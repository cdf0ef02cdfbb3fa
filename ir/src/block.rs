//! Basic-block formation and reassembly.
//!
//! A block starts at a label (the label stays as the block's first element)
//! or right after a terminator, and ends at the next terminator or label.

use crate::program::{Code, EffectOps, Instruction};
use std::collections::{HashMap, HashSet};

pub type BasicBlock = Vec<Code>;

fn is_terminator(instr: &Instruction) -> bool {
    matches!(
        instr,
        Instruction::Effect {
            op: EffectOps::Jump | EffectOps::Branch | EffectOps::Return,
            ..
        }
    )
}

/// Split a flat instruction list into basic blocks.
pub fn form_blocks(instructions: &[Code]) -> Vec<BasicBlock> {
    let mut blocks: Vec<BasicBlock> = vec![];
    let mut current_block = vec![];

    for code in instructions {
        match code {
            Code::Instruction(instr) => {
                current_block.push(code.clone());

                // A terminator finishes this block and starts a new one
                if is_terminator(instr) {
                    blocks.push(current_block);
                    current_block = vec![];
                }
            }
            Code::Label { .. } => {
                // End the current block
                if !current_block.is_empty() {
                    blocks.push(current_block);
                }

                // Start a new block with this label
                current_block = vec![code.clone()];
            }
        }
    }
    if !current_block.is_empty() {
        blocks.push(current_block);
    }

    blocks
}

/// Key each block by its leading label, making up a fresh `b{N}` name for
/// blocks that have none. Also returns the labels in original order so the
/// function can be reassembled afterwards. Synthetic labels are only map
/// keys; they never appear inside a block, so flattening does not invent
/// label markers.
pub fn blocks_by_label(blocks: Vec<BasicBlock>) -> (HashMap<String, BasicBlock>, Vec<String>) {
    // names claimed by real labels; synthetic names must steer around them
    // or an unlabeled block would silently shadow a labeled one
    let taken: HashSet<String> = blocks
        .iter()
        .filter_map(|block| match block.first() {
            Some(Code::Label { label }) => Some(label.clone()),
            _ => None,
        })
        .collect();

    let mut block_by_label = HashMap::new();
    let mut labels = vec![];

    let mut i = 1;

    for block in blocks {
        let label = match block.first() {
            Some(Code::Label { label }) => label.clone(),
            _ => loop {
                let name = format!("b{i}");
                i += 1;
                if !taken.contains(&name) {
                    break name;
                }
            },
        };
        labels.push(label.clone());
        block_by_label.insert(label, block);
    }

    (block_by_label, labels)
}

/// Concatenate per-label blocks back into a flat instruction list, in the
/// original label order. Every label must name a block; `blocks_by_label`
/// guarantees it, and a miss here means the two went out of sync.
pub fn flatten_blocks(labels: &[String], block_by_label: &HashMap<String, BasicBlock>) -> Vec<Code> {
    labels
        .iter()
        .map(|label| {
            block_by_label
                .get(label)
                .unwrap_or_else(|| panic!("label `{label}` has no block"))
        })
        .flat_map(|block| block.iter().cloned())
        .collect()
}

#[cfg(test)]
mod tests {
    use super::*;

    fn parse_body(text: &str) -> Vec<Code> {
        serde_json::from_str(text).unwrap()
    }

    #[test]
    fn splits_at_labels_and_terminators() {
        let instrs = parse_body(
            r#"[
                {"op": "const", "dest": "c", "type": "bool", "value": true},
                {"op": "br", "args": ["c"], "labels": ["then", "done"]},
                {"label": "then"},
                {"op": "const", "dest": "x", "type": "int", "value": 1},
                {"label": "done"},
                {"op": "ret"}
            ]"#,
        );

        let blocks = form_blocks(&instrs);
        assert_eq!(blocks.len(), 3);
        assert_eq!(blocks[0].len(), 2);
        assert!(matches!(blocks[1][0], Code::Label { .. }));
        assert!(matches!(blocks[2][0], Code::Label { .. }));
    }

    #[test]
    fn unlabeled_entry_gets_synthetic_name() {
        let instrs = parse_body(
            r#"[
                {"op": "const", "dest": "x", "type": "int", "value": 1},
                {"op": "jmp", "labels": ["loop"]},
                {"label": "loop"},
                {"op": "print", "args": ["x"]}
            ]"#,
        );

        let (block_by_label, labels) = blocks_by_label(form_blocks(&instrs));
        assert_eq!(labels, vec!["b1".to_string(), "loop".to_string()]);
        assert_eq!(block_by_label["b1"].len(), 2);
        assert_eq!(block_by_label["loop"].len(), 2);
    }

    #[test]
    fn synthetic_names_steer_around_real_labels() {
        let instrs = parse_body(
            r#"[
                {"op": "const", "dest": "x", "type": "int", "value": 1},
                {"op": "print", "args": ["x"]},
                {"op": "jmp", "labels": ["b1"]},
                {"label": "b1"},
                {"op": "ret"}
            ]"#,
        );

        let (block_by_label, labels) = blocks_by_label(form_blocks(&instrs));
        assert_eq!(labels, vec!["b2".to_string(), "b1".to_string()]);
        assert_eq!(block_by_label["b2"].len(), 3);
        assert_eq!(flatten_blocks(&labels, &block_by_label), instrs);
    }

    #[test]
    fn flatten_is_the_inverse_of_formation() {
        let instrs = parse_body(
            r#"[
                {"op": "const", "dest": "x", "type": "int", "value": 1},
                {"op": "br", "args": ["x"], "labels": ["a", "b"]},
                {"label": "a"},
                {"op": "jmp", "labels": ["b"]},
                {"label": "b"},
                {"op": "print", "args": ["x"]},
                {"op": "ret"}
            ]"#,
        );

        let (block_by_label, labels) = blocks_by_label(form_blocks(&instrs));
        assert_eq!(flatten_blocks(&labels, &block_by_label), instrs);
    }
}
//! Local value numbering with fixpoint dead-code cleanup for Bril programs.
//!
//! Each basic block is processed independently: a fresh numbering rewrites
//! its instructions into canonical form, then dead definitions are swept out
//! until nothing changes. The function body is reassembled in original label
//! order.

pub mod error;
pub mod lvn;
pub mod tdce;

use bril_ir::block::{blocks_by_label, flatten_blocks, form_blocks};
use bril_ir::Function;
use tracing::debug;

pub use error::{LvnError, Result};

/// Optimize one function in place.
pub fn local_value_numbering(func: &mut Function) -> Result<()> {
    let instrs_before = func.instrs.len();
    let (mut block_by_label, labels) = blocks_by_label(form_blocks(&func.instrs));

    for block in block_by_label.values_mut() {
        lvn::lvn_block_pass(block)?;
        *block = tdce::delete_dead_code_converge(block);
    }

    func.instrs = flatten_blocks(&labels, &block_by_label);

    debug!(
        function = %func.name,
        blocks = labels.len(),
        instrs_before,
        instrs_after = func.instrs.len(),
        "local value numbering"
    );
    Ok(())
}
#[cfg(test)]
mod tests {
    use super::*;
    use crate::synth::{EnvelopeStage, Oscillator};
    use rand::rngs::StdRng;
    use rand::SeedableRng;

    /// Output stream that records the queue depth seen at each push
    struct FakeOutput {
        queued: usize,
        observed_at_push: Vec<usize>,
    }

    impl FakeOutput {
        fn new() -> Self {
            Self {
                queued: 0,
                observed_at_push: Vec::new(),
            }
        }

        fn drain(&mut self, bytes: usize) {
            self.queued = self.queued.saturating_sub(bytes);
        }
    }

    impl OutputStream for FakeOutput {
        fn queued_bytes(&self) -> usize {
            self.queued
        }

        fn push(&mut self, samples: &[f32]) -> Result<(), StreamError> {
            self.observed_at_push.push(self.queued);
            self.queued += samples.len() * std::mem::size_of::<f32>();
            Ok(())
        }

        fn pause(&mut self) -> Result<(), StreamError> {
            Ok(())
        }

        fn resume(&mut self) -> Result<(), StreamError> {
            Ok(())
        }

        fn clear(&mut self) {
            self.queued = 0;
        }
    }

    #[test]
    fn test_engine_creation() {
        let engine = SynthEngine::new(44100.0, 512);
        assert_eq!(engine.sample_rate(), 44100.0);
        assert_eq!(engine.count_enabled(), 0);
        assert!(!engine.has_active_voices());
    }

    #[test]
    fn test_voice_config_partial_update() {
        let mut engine = SynthEngine::new(44100.0, 512);
        engine.set_voice_config(
            0,
            VoiceUpdate {
                frequency: Some(440.0),
                volume: Some(1.0),
                ..Default::default()
            },
        );

        let voice = engine.voice(0).unwrap();
        assert_eq!(voice.frequency(), 440.0);
        assert_eq!(voice.volume(), 1.0);
        assert!(voice.is_enabled());
        // Untouched fields keep their values
        assert_eq!(voice.waveform(), Waveform::Sine);
        assert_eq!(voice.detune_cents(), 0.0);
    }

    #[test]
    fn test_zero_volume_disables_voice() {
        let mut engine = SynthEngine::new(44100.0, 512);
        engine.set_voice_config(
            0,
            VoiceUpdate {
                volume: Some(0.5),
                ..Default::default()
            },
        );
        assert_eq!(engine.count_enabled(), 1);

        engine.set_voice_config(
            0,
            VoiceUpdate {
                volume: Some(0.0),
                ..Default::default()
            },
        );
        assert_eq!(engine.count_enabled(), 0);
    }

    #[test]
    fn test_invalid_voice_index_ignored() {
        let mut engine = SynthEngine::new(44100.0, 512);
        engine.set_voice_config(
            VOICE_COUNT + 4,
            VoiceUpdate {
                volume: Some(1.0),
                ..Default::default()
            },
        );
        assert_eq!(engine.count_enabled(), 0);
        assert!(engine.voice(VOICE_COUNT).is_none());
    }

    #[test]
    fn test_master_volume_clamped() {
        let mut engine = SynthEngine::new(44100.0, 512);
        engine.set_master_volume(1.5);
        assert_eq!(engine.master_volume(), 1.0);
        engine.set_master_volume(-0.2);
        assert_eq!(engine.master_volume(), 0.0);
    }

    #[test]
    fn test_mix_averages_over_audible_voices() {
        // Three identical full-scale voices must mix to a single voice's
        // sample, not triple amplitude
        let mut engine = SynthEngine::new(44100.0, 512);
        engine.set_master_volume(1.0);
        for index in 0..VOICE_COUNT {
            engine.set_voice_config(
                index,
                VoiceUpdate {
                    frequency: Some(440.0),
                    waveform: Some(Waveform::Sine),
                    volume: Some(1.0),
                    ..Default::default()
                },
            );
        }

        let mut reference = Oscillator::new(Waveform::Sine, 440.0, 44100.0);
        for _ in 0..1000 {
            let mixed = engine.next_mixed_sample();
            let single = f64::from(reference.next_sample());
            assert!(
                (mixed - single).abs() < 1e-9,
                "Expected {}, got {}",
                single,
                mixed
            );
        }
    }

    #[test]
    fn test_silence_with_no_voices() {
        let mut engine = SynthEngine::new(44100.0, 512);
        for _ in 0..100 {
            assert_eq!(engine.next_mixed_sample(), 0.0);
        }
    }

    #[test]
    fn test_update_block_in_range_and_nonsilent() {
        let mut engine = SynthEngine::new(44100.0, 512);
        engine.set_master_volume(1.0);
        engine.set_voice_config(
            0,
            VoiceUpdate {
                frequency: Some(440.0),
                waveform: Some(Waveform::Sine),
                volume: Some(1.0),
                ..Default::default()
            },
        );

        let mut output = FakeOutput::new();
        engine.update(&mut output).unwrap();

        assert_eq!(output.queued, 512 * 4);
        let mut block = vec![0.0f32; 512];
        engine.fill_block(&mut block);
        assert!(block.iter().any(|&s| s.abs() > 0.0), "Block should be non-silent");
        assert!(block.iter().all(|&s| (-1.0..=1.0).contains(&s)));
    }

    #[test]
    fn test_disable_routes_through_release_not_silence() {
        let mut engine = SynthEngine::new(44100.0, 64);
        engine.set_master_volume(1.0);
        {
            let voice = engine.voice_mut(0).unwrap();
            voice.enable_adsr(true);
            voice.set_adsr(Some(0.001), Some(0.001), Some(0.9), Some(0.05));
        }
        engine.set_voice_config(
            0,
            VoiceUpdate {
                frequency: Some(440.0),
                waveform: Some(Waveform::Sine),
                volume: Some(1.0),
                ..Default::default()
            },
        );

        let mut block = vec![0.0f32; 64];
        for _ in 0..20 {
            engine.fill_block(&mut block);
        }

        // Disabling with the volume intact leaves an audible, decaying tail
        engine.set_voice_config(
            0,
            VoiceUpdate {
                enabled: Some(false),
                ..Default::default()
            },
        );
        assert_eq!(engine.voice(0).unwrap().envelope().stage(), EnvelopeStage::Release);

        engine.fill_block(&mut block);
        assert!(
            block.iter().any(|&s| s.abs() > 0.0),
            "Release tail should be audible, not instant silence"
        );

        // The tail winds down to idle silence
        for _ in 0..100 {
            engine.fill_block(&mut block);
        }
        assert!(!engine.has_active_voices());
        assert!(block.iter().all(|&s| s == 0.0));
    }

    #[test]
    fn test_zero_volume_enters_release_stage() {
        let mut engine = SynthEngine::new(44100.0, 64);
        {
            let voice = engine.voice_mut(0).unwrap();
            voice.enable_adsr(true);
            voice.set_adsr(Some(0.001), Some(0.001), Some(0.8), Some(0.1));
        }
        engine.set_voice_config(
            0,
            VoiceUpdate {
                frequency: Some(440.0),
                volume: Some(1.0),
                ..Default::default()
            },
        );

        let mut block = vec![0.0f32; 64];
        for _ in 0..20 {
            engine.fill_block(&mut block);
        }

        engine.set_voice_config(
            0,
            VoiceUpdate {
                volume: Some(0.0),
                ..Default::default()
            },
        );

        // The envelope winds down through release instead of jumping to idle
        engine.fill_block(&mut block);
        assert_eq!(engine.voice(0).unwrap().envelope().stage(), EnvelopeStage::Release);

        for _ in 0..200 {
            engine.fill_block(&mut block);
        }
        assert_eq!(engine.voice(0).unwrap().envelope().stage(), EnvelopeStage::Idle);
    }

    #[test]
    fn test_backpressure_never_pushes_into_full_queue() {
        let mut engine = SynthEngine::new(44100.0, 64);
        engine.set_voice_config(
            0,
            VoiceUpdate {
                frequency: Some(440.0),
                volume: Some(1.0),
                ..Default::default()
            },
        );

        let threshold = 64 * std::mem::size_of::<f32>();
        let mut output = FakeOutput::new();

        // Irregular drain keeps the queue hovering around the threshold
        for tick in 0..500 {
            engine.update(&mut output).unwrap();
            output.drain(if tick % 3 == 0 { threshold / 2 } else { 40 });
        }

        assert!(!output.observed_at_push.is_empty());
        assert!(
            output
                .observed_at_push
                .iter()
                .all(|&queued| queued < threshold),
            "push() called while a full block was still queued"
        );
    }

    #[test]
    fn test_update_skips_when_queue_full() {
        let mut engine = SynthEngine::new(44100.0, 64);
        engine.set_voice_config(
            0,
            VoiceUpdate {
                frequency: Some(440.0),
                volume: Some(1.0),
                ..Default::default()
            },
        );

        let mut output = FakeOutput::new();
        output.queued = 64 * std::mem::size_of::<f32>();

        engine.update(&mut output).unwrap();
        assert!(output.observed_at_push.is_empty(), "Full queue must not be pushed to");
    }

    #[test]
    fn test_randomize_respects_bounds() {
        let mut engine = SynthEngine::new(44100.0, 512);
        let mut rng = StdRng::seed_from_u64(7);

        for _ in 0..50 {
            engine.randomize(&mut rng);
            for index in 0..VOICE_COUNT {
                let voice = engine.voice(index).unwrap();
                assert!((20.0..=20000.0).contains(&voice.frequency()));
                assert!((-50.0..=50.0).contains(&voice.detune_cents()));
                assert!((0.0..=1.0).contains(&voice.volume()));
                assert!((0.0..=1.0).contains(&voice.envelope().sustain()));
                assert!((0.01..=2.0).contains(&voice.envelope().attack()));
                assert!((0.01..=2.0).contains(&voice.envelope().decay()));
                assert!((0.01..=2.0).contains(&voice.envelope().release_time()));
                assert!((1.0..=20.0).contains(&voice.lfo().frequency()));
                assert!((0.0..=1.0).contains(&voice.lfo().amplitude()));
                assert!((200.0..=20000.0).contains(&voice.filter().cutoff()));
                assert!(voice.filter().resonance() <= 0.8);
            }
        }
    }

    #[test]
    fn test_randomize_is_deterministic() {
        let mut first = SynthEngine::new(44100.0, 512);
        let mut second = SynthEngine::new(44100.0, 512);

        let mut rng_a = StdRng::seed_from_u64(42);
        let mut rng_b = StdRng::seed_from_u64(42);
        first.randomize(&mut rng_a);
        second.randomize(&mut rng_b);

        for index in 0..VOICE_COUNT {
            let a = first.voice(index).unwrap();
            let b = second.voice(index).unwrap();
            assert_eq!(a.is_enabled(), b.is_enabled());
            assert_eq!(a.frequency(), b.frequency());
            assert_eq!(a.detune_cents(), b.detune_cents());
            assert_eq!(a.volume(), b.volume());
            assert_eq!(a.waveform(), b.waveform());
            assert_eq!(a.envelope().attack(), b.envelope().attack());
            assert_eq!(a.envelope().decay(), b.envelope().decay());
            assert_eq!(a.envelope().sustain(), b.envelope().sustain());
            assert_eq!(a.envelope().release_time(), b.envelope().release_time());
            assert_eq!(a.lfo().frequency(), b.lfo().frequency());
            assert_eq!(a.lfo().amplitude(), b.lfo().amplitude());
            assert_eq!(a.filter().cutoff(), b.filter().cutoff());
            assert_eq!(a.filter().resonance(), b.filter().resonance());
        }
    }
}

_DIRECTIONS_. Using the records above, output exactly the lines from the first through the line that contains "with this label", with both of those included.

_ANSWER TO THIS EXERCISE_.
repository cdf0ef02cdfbb3fa
filename ir/src/block.rs
//! Basic-block formation and reassembly.
//!
//! A block starts at a label (the label stays as the block's first element)
//! or right after a terminator, and ends at the next terminator or label.

use crate::program::{Code, EffectOps, Instruction};
use std::collections::{HashMap, HashSet};

pub type BasicBlock = Vec<Code>;

fn is_terminator(instr: &Instruction) -> bool {
    matches!(
        instr,
        Instruction::Effect {
            op: EffectOps::Jump | EffectOps::Branch | EffectOps::Return,
            ..
        }
    )
}

/// Split a flat instruction list into basic blocks.
pub fn form_blocks(instructions: &[Code]) -> Vec<BasicBlock> {
    let mut blocks: Vec<BasicBlock> = vec![];
    let mut current_block = vec![];

    for code in instructions {
        match code {
            Code::Instruction(instr) => {
                current_block.push(code.clone());

                // A terminator finishes this block and starts a new one
                if is_terminator(instr) {
                    blocks.push(current_block);
                    current_block = vec![];
                }
            }
            Code::Label { .. } => {
                // End the current block
                if !current_block.is_empty() {
                    blocks.push(current_block);
                }

                // Start a new block with this label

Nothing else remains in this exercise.